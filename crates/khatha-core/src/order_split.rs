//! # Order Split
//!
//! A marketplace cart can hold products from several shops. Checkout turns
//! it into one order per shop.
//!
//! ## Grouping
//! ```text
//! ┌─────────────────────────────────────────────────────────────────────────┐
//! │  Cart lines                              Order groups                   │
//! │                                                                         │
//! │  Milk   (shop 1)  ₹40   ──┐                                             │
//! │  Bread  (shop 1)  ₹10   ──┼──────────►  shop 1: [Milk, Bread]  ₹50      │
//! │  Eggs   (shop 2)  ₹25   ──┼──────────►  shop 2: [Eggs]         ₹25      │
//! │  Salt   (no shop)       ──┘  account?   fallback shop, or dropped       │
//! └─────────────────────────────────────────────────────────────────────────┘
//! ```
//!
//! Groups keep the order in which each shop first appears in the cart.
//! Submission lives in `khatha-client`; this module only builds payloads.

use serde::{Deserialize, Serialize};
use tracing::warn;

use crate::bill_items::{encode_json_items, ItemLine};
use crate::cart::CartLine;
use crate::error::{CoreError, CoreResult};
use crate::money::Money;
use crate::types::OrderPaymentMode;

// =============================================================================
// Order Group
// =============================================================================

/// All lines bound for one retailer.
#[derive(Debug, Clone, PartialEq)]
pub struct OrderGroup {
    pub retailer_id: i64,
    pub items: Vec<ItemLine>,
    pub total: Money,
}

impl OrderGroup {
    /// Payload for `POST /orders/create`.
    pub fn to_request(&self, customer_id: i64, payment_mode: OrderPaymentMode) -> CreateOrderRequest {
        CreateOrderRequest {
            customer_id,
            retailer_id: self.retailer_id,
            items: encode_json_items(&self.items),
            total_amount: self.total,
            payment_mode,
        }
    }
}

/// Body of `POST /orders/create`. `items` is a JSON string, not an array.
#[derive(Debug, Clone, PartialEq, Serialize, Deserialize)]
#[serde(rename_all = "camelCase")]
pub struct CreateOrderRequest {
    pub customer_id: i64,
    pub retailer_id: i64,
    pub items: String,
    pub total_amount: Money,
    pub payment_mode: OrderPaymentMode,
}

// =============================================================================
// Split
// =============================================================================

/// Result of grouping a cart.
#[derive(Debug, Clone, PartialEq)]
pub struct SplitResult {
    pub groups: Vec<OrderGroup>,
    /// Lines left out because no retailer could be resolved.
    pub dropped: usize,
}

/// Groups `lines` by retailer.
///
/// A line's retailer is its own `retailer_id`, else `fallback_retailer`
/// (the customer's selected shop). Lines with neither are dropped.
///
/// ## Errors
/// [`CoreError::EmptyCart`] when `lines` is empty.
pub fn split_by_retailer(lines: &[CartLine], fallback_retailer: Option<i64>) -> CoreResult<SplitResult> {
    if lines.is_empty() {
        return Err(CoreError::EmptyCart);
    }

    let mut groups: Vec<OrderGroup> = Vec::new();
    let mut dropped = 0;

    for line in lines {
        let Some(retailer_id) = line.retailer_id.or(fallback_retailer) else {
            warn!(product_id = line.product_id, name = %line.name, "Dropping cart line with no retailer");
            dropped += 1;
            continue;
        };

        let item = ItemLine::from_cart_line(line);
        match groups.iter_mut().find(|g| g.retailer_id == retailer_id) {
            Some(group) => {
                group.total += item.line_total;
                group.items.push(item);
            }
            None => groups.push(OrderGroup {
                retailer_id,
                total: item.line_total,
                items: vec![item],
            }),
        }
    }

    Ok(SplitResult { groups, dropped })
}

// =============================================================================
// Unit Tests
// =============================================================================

# # # # #

Task directions.
Every line above in which the word "POST" occurs is to be copied.

Completed exercise.
    /// Payload for `POST /orders/create`.
/// Body of `POST /orders/create`. `items` is a JSON string, not an array.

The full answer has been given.